A colheita da segunda safra de milho 2025/26 em Mato Grosso entrou na reta final. De acordo com o Instituto Mato-grossense de Economia Agropecuária (Imea), aproximadamente 80% das áreas cultivadas já foram colhidas até esta quinta-feira (23). Mantido o ritmo atual dos trabalhos, a expectativa é de que a colheita seja concluída entre a primeira e a segunda semana de agosto.
Segundo o coordenador de Inteligência de Mercado do Imea, Rodrigo Silva, o avanço da colheita segue próximo da média histórica e deve ganhar ainda mais intensidade nos próximos dias.
Além do bom andamento da colheita, a produtividade da safra também chama a atenção. O levantamento do Imea indica rendimento superior a 128,64 sacas por hectare, estabelecendo um novo recorde para o Estado. Na safra anterior, a média foi de 127 sacas por hectare.
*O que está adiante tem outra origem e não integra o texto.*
//! Filesystem adapters.

mod local;
mod memory;

pub use local::LocalFilesystem;
pub use memory::MemoryFilesystem;
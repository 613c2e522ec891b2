//! Domain value objects: ComponentKind, DatabaseKind, ArtifactKind, Flavor.
//!
//! # Design
//!
//! These are plain `Copy` value types compared by value.
//! Layout facts (directories, file suffixes, collaborators) live in
//! `capabilities.rs`. This file's only job is to define the types, their
//! string representations, and their `FromStr` parsers.

use crate::domain::error::DomainError;
use serde::{Deserialize, Serialize};
use std::fmt;
use std::str::FromStr;
use tracing::warn;

// ── ComponentKind ────────────────────────────────────────────────────────────

/// The single-artifact kinds accepted by `generate`.
#[derive(Debug, Clone, Copy, PartialEq, Eq, Hash, Serialize, Deserialize)]
#[serde(rename_all = "lowercase")]
pub enum ComponentKind {
    Controller,
    Repository,
    UseCase,
}

impl ComponentKind {
    pub const ALL: [ComponentKind; 3] = [Self::Controller, Self::Repository, Self::UseCase];

    /// Lowercase name, also used as the file-name suffix.
    pub const fn as_str(&self) -> &'static str {
        match self {
            Self::Controller => "controller",
            Self::Repository => "repository",
            Self::UseCase => "usecase",
        }
    }

    /// The layer artifact this component produces.
    pub const fn artifact(&self) -> ArtifactKind {
        match self {
            Self::Controller => ArtifactKind::Handler,
            Self::Repository => ArtifactKind::Repository,
            Self::UseCase => ArtifactKind::UseCase,
        }
    }
}

impl fmt::Display for ComponentKind {
    fn fmt(&self, f: &mut fmt::Formatter<'_>) -> fmt::Result {
        f.write_str(self.as_str())
    }
}

impl FromStr for ComponentKind {
    type Err = DomainError;

    fn from_str(s: &str) -> Result<Self, Self::Err> {
        match s.to_ascii_lowercase().as_str() {
            "controller" => Ok(Self::Controller),
            "repository" => Ok(Self::Repository),
            "usecase" => Ok(Self::UseCase),
            _ => Err(DomainError::UnknownComponentKind { kind: s.to_owned() }),
        }
    }
}

// ── DatabaseKind ─────────────────────────────────────────────────────────────

/// Persistence technology of a generated project.
///
/// Only affects emitted text (driver import, DSN format, env defaults);
/// nothing is ever connected to.
#[derive(Debug, Clone, Copy, Default, PartialEq, Eq, Hash, Serialize, Deserialize)]
#[serde(rename_all = "lowercase")]
pub enum DatabaseKind {
    #[default]
    Postgres,
    MySql,
}

impl DatabaseKind {
    pub const ALL: [DatabaseKind; 2] = [Self::Postgres, Self::MySql];

    pub const fn as_str(&self) -> &'static str {
        match self {
            Self::Postgres => "postgres",
            Self::MySql => "mysql",
        }
    }

    /// Parse leniently: anything unrecognised falls back to the default
    /// (Postgres) with a warning instead of failing.
    ///
    /// Returns the resolved kind and whether `raw` was recognised.
    pub fn resolve_or_default(raw: &str) -> (Self, bool) {
        match raw.parse() {
            Ok(kind) => (kind, true),
            Err(_) => {
                let fallback = Self::default();
                warn!(
                    requested = raw,
                    fallback = %fallback,
                    "unrecognised database kind, using default"
                );
                (fallback, false)
            }
        }
    }
}

impl fmt::Display for DatabaseKind {
    fn fmt(&self, f: &mut fmt::Formatter<'_>) -> fmt::Result {
        f.write_str(self.as_str())
    }
}

impl FromStr for DatabaseKind {
    type Err = DomainError;

    fn from_str(s: &str) -> Result<Self, Self::Err> {
        match s.to_ascii_lowercase().as_str() {
            "postgres" | "postgresql" | "pg" => Ok(Self::Postgres),
            "mysql" => Ok(Self::MySql),
            _ => Err(DomainError::UnknownDatabaseKind { kind: s.to_owned() }),
        }
    }
}

// ── ArtifactKind ─────────────────────────────────────────────────────────────

/// One layer of a vertical slice.
///
/// Declaration order is the write order of a module.
#[derive(Debug, Clone, Copy, PartialEq, Eq, Hash, PartialOrd, Ord, Serialize)]
#[serde(rename_all = "lowercase")]
pub enum ArtifactKind {
    Model,
    Handler,
    Repository,
    UseCase,
}

impl ArtifactKind {
    /// Module write order: model, handler, repository, use-case.
    pub const SLICE_ORDER: [ArtifactKind; 4] =
        [Self::Model, Self::Handler, Self::Repository, Self::UseCase];

    pub const fn as_str(&self) -> &'static str {
        match self {
            Self::Model => "model",
            Self::Handler => "handler",
            Self::Repository => "repository",
            Self::UseCase => "usecase",
        }
    }
}

impl fmt::Display for ArtifactKind {
    fn fmt(&self, f: &mut fmt::Formatter<'_>) -> fmt::Result {
        f.write_str(self.as_str())
    }
}

// ── Flavor ───────────────────────────────────────────────────────────────────

/// How much of a layer artifact gets generated.
#[derive(Debug, Clone, Copy, PartialEq, Eq, Hash, Serialize)]
#[serde(rename_all = "lowercase")]
pub enum Flavor {
    /// Single component: capability interface plus stub methods.
    Stub,
    /// Module slice: fully wired CRUD operations.
    Slice,
}

impl fmt::Display for Flavor {
    fn fmt(&self, f: &mut fmt::Formatter<'_>) -> fmt::Result {
        f.write_str(match self {
            Self::Stub => "stub",
            Self::Slice => "slice",
        })
    }
}

#[cfg(test)]
mod tests {
    use super::*;

    #[test]
    fn component_kind_parses_case_insensitively() {
        assert_eq!("controller".parse(), Ok(ComponentKind::Controller));
        assert_eq!("Repository".parse(), Ok(ComponentKind::Repository));
        assert_eq!("USECASE".parse(), Ok(ComponentKind::UseCase));
    }

    #[test]
    fn unknown_component_kind_is_rejected() {
        let err = "service".parse::<ComponentKind>().unwrap_err();
        assert_eq!(
            err,
            DomainError::UnknownComponentKind {
                kind: "service".into()
            }
        );
    }

    #[test]
    fn component_kind_maps_to_artifact() {
        assert_eq!(ComponentKind::Controller.artifact(), ArtifactKind::Handler);
        assert_eq!(ComponentKind::Repository.artifact(), ArtifactKind::Repository);
        assert_eq!(ComponentKind::UseCase.artifact(), ArtifactKind::UseCase);
    }

    #[test]
    fn database_kind_aliases() {
        assert_eq!("pg".parse(), Ok(DatabaseKind::Postgres));
        assert_eq!("PostgreSQL".parse(), Ok(DatabaseKind::Postgres));
        assert_eq!("MySQL".parse(), Ok(DatabaseKind::MySql));
        assert!("sqlite".parse::<DatabaseKind>().is_err());
    }

    #[test]
    fn database_kind_falls_back_to_postgres() {
        assert_eq!(
            DatabaseKind::resolve_or_default("mongo"),
            (DatabaseKind::Postgres, false)
        );
        assert_eq!(
            DatabaseKind::resolve_or_default("mysql"),
            (DatabaseKind::MySql, true)
        );
    }

    #[test]
    fn slice_order_is_model_first() {
        assert_eq!(ArtifactKind::SLICE_ORDER[0], ArtifactKind::Model);
        assert_eq!(ArtifactKind::SLICE_ORDER[3], ArtifactKind::UseCase);
    }
}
A estimativa mais recente do projeto Imea em Campo aponta que Mato Grosso deverá produzir 57,06 milhões de toneladas de milho, volume 2,92% superior ao registrado na safra 2024/25. O crescimento é atribuído à ampliação da área plantada e às condições climáticas favoráveis durante o desenvolvimento das lavouras na maior parte do Estado.
Valor da produção cresce
Com a expectativa de uma safra histórica, o Valor Bruto da Produção (VBP) do milho também foi revisado para cima. A projeção do Imea é de que o cereal movimente R$ 42,27 bilhões em 2026, crescimento de quase 8% em relação ao ano anterior.
Com esse desempenho, o milho passa a representar 25,74% dos R$ 164,22 bilhões estimados para toda a produção agrícola de Mato Grosso.
Segundo o instituto, o resultado é sustentado pelo preço médio projetado para a safra, que permanece acima do registrado na temporada anterior, mesmo diante da elevada oferta do grão.
Custos de produção recuam
O levantamento do Projeto Custo de Produção Agropecuária (CPA MT), realizado pelo Imea em parceria com o Senar Mato Grosso, também aponta redução em parte dos custos para a próxima safra.
Em junho, os gastos com fertilizantes e corretivos recuaram 2,38%, sendo estimados em R$ 1.532,66 por hectare. A queda foi favorecida pela normalização da logística internacional, especialmente no Oriente Médio, o que ampliou a oferta dos insumos e reduziu os preços.
Os custos com defensivos também apresentaram leve redução, enquanto as despesas com sementes registraram pequena alta, limitando uma queda maior no custo total de produção.
Com isso, o Custo Operacional Efetivo (COE) foi estimado em R$ 5.493,40 por hectare e o Custo Operacional Total (COT) em R$ 6.057,70 por hectare, ambos cerca de 0,6% inferiores aos registrados no mês anterior.
Preço ainda preocupa produtores
Apesar do cenário positivo para a produção, o Imea destaca que a rentabilidade continua sendo um desafio. Considerando a produtividade estimada de 128,64 sacas por hectare, o produtor precisará vender o milho por, no mínimo, R$ 42,70 por saca para cobrir o Custo Operacional Efetivo e R$ 47,09 por saca para cobrir o Custo Operacional Total.
A projeção de preço para a safra 2026/27 é de R$ 44,76 por saca, valor suficiente para cobrir os custos operacionais diretos, mas ainda abaixo do necessário para remunerar integralmente todos os custos da atividade, indicando que a margem do produtor seguirá pressionada, mesmo diante da safra recorde.